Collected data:
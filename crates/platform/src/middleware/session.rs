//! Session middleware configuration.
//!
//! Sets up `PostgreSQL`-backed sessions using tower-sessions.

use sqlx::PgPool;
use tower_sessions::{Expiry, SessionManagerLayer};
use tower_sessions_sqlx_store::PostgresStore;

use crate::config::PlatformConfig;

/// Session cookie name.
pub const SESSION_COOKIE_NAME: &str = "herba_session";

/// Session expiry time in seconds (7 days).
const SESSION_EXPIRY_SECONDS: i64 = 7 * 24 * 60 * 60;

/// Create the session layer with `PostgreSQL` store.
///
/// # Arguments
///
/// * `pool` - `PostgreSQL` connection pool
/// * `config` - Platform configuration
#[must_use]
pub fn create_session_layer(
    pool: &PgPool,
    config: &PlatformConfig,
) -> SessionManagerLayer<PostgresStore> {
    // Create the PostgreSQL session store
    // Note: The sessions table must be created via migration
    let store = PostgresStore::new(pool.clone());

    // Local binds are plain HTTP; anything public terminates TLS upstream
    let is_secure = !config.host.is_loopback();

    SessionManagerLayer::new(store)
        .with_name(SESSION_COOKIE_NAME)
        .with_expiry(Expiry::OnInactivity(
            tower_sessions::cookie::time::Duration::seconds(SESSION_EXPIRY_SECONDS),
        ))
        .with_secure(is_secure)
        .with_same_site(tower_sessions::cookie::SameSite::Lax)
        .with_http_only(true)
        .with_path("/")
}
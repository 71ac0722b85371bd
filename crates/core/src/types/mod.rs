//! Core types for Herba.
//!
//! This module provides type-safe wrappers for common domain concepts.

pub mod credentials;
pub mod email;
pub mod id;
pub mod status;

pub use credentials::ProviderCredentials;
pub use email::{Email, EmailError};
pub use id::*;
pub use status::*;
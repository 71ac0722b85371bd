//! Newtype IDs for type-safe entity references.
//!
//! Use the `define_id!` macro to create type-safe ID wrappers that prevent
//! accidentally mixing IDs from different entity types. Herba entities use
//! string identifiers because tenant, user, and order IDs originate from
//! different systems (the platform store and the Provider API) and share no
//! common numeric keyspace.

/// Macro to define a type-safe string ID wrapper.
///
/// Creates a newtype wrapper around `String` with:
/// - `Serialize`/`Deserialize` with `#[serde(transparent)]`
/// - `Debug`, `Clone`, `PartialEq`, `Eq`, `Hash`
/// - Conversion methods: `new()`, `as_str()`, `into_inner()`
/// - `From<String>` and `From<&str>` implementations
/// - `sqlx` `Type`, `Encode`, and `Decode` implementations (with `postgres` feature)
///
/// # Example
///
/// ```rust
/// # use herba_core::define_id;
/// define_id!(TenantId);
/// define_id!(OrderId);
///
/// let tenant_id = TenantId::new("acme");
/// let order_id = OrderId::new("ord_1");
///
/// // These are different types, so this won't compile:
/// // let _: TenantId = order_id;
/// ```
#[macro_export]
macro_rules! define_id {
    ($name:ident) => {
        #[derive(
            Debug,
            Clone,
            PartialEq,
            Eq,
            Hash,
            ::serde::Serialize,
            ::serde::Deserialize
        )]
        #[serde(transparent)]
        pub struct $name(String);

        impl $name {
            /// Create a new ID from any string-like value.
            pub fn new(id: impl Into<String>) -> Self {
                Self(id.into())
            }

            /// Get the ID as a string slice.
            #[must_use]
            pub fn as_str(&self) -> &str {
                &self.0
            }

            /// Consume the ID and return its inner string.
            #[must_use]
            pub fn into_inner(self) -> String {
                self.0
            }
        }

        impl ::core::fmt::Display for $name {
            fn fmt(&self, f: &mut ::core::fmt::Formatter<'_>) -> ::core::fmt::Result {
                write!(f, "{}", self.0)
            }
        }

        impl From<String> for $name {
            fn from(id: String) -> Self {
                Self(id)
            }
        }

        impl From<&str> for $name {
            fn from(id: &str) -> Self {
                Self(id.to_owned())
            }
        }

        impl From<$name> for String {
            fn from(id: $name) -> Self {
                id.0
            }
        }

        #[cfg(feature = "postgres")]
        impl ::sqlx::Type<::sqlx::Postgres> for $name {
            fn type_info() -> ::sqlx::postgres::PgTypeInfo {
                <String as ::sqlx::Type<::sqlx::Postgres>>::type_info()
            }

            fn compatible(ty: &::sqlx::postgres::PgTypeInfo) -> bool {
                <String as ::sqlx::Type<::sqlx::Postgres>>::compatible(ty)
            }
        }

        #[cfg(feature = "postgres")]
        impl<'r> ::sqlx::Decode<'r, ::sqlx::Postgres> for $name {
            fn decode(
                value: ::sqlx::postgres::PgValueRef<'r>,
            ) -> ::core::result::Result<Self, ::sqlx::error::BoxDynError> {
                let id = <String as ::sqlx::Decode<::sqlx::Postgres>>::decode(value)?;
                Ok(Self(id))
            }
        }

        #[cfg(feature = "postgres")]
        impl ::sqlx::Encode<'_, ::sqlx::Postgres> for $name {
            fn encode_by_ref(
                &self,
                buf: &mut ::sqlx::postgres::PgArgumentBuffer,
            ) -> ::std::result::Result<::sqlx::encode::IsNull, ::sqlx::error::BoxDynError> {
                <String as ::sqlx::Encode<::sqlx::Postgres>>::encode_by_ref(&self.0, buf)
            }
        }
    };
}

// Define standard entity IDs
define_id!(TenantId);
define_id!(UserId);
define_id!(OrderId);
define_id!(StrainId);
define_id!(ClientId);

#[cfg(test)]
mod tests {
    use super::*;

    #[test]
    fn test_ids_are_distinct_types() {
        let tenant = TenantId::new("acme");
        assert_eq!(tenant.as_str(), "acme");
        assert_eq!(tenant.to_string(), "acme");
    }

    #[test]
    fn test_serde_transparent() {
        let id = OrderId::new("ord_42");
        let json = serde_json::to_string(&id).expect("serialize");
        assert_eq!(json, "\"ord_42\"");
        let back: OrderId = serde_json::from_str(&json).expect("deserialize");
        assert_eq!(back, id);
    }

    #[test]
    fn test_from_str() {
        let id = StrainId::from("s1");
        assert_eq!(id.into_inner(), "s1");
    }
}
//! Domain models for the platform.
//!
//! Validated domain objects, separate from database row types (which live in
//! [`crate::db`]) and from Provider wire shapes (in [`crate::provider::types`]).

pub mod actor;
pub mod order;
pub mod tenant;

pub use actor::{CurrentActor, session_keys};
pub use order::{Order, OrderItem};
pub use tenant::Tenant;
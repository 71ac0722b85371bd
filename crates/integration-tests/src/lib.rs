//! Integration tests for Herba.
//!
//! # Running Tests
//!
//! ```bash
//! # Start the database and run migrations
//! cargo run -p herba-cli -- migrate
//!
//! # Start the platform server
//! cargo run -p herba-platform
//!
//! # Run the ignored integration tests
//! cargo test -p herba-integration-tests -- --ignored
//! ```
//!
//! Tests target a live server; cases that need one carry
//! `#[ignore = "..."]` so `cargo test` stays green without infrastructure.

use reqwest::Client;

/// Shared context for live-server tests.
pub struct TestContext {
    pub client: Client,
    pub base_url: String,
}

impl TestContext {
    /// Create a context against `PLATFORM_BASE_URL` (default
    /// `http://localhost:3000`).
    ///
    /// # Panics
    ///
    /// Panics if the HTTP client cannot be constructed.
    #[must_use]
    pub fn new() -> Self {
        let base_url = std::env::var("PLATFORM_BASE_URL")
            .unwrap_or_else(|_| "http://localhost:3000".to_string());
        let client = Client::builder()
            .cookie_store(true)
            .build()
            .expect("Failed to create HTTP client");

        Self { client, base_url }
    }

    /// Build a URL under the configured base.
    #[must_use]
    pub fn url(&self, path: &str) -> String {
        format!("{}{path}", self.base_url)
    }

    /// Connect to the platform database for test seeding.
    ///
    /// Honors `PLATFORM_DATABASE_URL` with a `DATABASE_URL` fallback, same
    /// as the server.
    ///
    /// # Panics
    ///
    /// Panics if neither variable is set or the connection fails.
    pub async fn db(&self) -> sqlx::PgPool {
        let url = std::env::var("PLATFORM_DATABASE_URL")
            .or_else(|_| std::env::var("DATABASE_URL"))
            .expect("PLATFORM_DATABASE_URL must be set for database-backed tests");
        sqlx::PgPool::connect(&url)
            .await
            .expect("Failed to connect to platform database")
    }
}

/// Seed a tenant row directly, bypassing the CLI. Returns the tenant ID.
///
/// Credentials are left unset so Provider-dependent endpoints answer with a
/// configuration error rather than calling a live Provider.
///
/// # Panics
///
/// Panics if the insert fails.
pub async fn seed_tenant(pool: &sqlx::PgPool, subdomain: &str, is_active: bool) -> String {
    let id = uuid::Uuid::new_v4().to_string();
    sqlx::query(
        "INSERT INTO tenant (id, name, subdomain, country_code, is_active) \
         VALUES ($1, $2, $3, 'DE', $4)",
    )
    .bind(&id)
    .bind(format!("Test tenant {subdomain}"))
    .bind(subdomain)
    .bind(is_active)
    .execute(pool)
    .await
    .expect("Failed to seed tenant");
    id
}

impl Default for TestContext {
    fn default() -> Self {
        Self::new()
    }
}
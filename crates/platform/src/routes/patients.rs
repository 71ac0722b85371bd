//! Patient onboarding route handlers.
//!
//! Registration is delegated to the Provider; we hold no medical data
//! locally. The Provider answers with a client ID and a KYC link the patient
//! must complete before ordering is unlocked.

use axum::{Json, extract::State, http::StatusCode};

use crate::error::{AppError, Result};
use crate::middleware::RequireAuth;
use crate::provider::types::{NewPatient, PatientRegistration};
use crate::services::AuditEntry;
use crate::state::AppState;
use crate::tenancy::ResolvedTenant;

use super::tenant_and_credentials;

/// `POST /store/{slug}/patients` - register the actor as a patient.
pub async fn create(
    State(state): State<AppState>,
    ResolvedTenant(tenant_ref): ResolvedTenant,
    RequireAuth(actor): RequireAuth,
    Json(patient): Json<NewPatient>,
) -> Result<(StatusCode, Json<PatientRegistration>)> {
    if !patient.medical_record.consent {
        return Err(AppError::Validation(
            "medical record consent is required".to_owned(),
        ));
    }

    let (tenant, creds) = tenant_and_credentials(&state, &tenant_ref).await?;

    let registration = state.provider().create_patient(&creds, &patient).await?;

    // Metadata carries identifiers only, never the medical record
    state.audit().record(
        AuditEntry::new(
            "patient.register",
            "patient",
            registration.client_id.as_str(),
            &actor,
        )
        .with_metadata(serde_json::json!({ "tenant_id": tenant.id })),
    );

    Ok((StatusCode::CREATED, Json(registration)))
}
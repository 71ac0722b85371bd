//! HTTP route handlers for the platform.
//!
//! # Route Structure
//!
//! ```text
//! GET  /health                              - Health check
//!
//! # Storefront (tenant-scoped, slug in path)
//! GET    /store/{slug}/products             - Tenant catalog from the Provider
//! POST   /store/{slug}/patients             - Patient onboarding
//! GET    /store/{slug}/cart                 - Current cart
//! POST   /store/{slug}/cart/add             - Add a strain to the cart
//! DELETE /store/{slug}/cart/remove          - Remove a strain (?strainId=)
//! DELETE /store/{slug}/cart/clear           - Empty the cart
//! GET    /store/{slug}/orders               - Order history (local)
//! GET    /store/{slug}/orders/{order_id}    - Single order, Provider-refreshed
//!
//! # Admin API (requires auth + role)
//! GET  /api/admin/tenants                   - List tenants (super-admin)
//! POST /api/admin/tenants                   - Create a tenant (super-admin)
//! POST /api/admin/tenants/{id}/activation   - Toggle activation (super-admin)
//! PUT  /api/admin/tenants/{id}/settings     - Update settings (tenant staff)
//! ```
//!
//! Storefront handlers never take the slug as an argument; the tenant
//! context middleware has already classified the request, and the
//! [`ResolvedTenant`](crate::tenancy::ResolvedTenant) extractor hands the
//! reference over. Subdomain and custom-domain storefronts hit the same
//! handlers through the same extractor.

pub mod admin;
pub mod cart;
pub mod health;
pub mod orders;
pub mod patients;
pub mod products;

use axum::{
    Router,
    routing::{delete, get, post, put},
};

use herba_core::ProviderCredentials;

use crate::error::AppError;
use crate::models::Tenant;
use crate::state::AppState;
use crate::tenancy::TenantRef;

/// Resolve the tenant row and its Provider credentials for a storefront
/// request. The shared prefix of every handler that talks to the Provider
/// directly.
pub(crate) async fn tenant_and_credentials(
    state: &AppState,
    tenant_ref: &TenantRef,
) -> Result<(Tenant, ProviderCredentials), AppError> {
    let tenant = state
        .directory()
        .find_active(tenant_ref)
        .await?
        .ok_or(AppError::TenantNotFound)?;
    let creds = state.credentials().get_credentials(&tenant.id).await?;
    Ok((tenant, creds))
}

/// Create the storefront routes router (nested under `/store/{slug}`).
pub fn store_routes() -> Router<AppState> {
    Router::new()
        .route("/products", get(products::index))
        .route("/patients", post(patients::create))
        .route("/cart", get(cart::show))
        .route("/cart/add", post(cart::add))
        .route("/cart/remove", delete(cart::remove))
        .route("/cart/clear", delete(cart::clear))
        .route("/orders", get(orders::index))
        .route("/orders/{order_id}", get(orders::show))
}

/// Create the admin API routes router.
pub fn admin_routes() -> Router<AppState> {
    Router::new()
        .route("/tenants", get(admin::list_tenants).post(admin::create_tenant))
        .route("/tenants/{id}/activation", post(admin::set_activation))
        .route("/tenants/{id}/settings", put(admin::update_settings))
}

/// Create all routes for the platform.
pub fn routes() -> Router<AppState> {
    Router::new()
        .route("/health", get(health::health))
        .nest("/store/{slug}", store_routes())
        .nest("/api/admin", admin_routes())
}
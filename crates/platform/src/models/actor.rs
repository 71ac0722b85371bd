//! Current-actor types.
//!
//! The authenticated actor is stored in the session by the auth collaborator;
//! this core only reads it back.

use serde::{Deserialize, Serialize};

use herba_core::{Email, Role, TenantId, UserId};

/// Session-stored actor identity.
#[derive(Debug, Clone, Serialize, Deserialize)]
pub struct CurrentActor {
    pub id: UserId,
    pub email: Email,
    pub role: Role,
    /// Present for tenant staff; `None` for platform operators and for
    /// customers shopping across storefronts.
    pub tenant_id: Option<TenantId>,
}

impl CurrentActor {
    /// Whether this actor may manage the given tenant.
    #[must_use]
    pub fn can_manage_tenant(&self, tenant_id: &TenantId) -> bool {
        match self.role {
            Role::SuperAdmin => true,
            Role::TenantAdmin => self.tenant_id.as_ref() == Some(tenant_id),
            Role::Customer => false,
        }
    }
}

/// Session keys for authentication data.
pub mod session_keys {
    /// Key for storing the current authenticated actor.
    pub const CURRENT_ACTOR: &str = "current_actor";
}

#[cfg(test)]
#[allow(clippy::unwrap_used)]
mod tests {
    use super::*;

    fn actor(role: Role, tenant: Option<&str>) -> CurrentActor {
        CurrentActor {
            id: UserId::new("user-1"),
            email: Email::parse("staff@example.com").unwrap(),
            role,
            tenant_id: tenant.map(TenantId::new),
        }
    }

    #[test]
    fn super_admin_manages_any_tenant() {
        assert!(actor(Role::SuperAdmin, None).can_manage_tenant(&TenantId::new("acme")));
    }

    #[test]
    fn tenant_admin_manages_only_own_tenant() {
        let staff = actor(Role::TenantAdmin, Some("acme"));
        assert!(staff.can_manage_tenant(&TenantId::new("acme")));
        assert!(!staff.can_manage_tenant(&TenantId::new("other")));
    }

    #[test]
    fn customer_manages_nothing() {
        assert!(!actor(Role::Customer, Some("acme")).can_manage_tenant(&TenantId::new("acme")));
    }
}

*Exercise goal*: Return each line of the data where the word "axum" appears.

*Response to this task*:
use axum::{Json, extract::State, http::StatusCode};
use axum::{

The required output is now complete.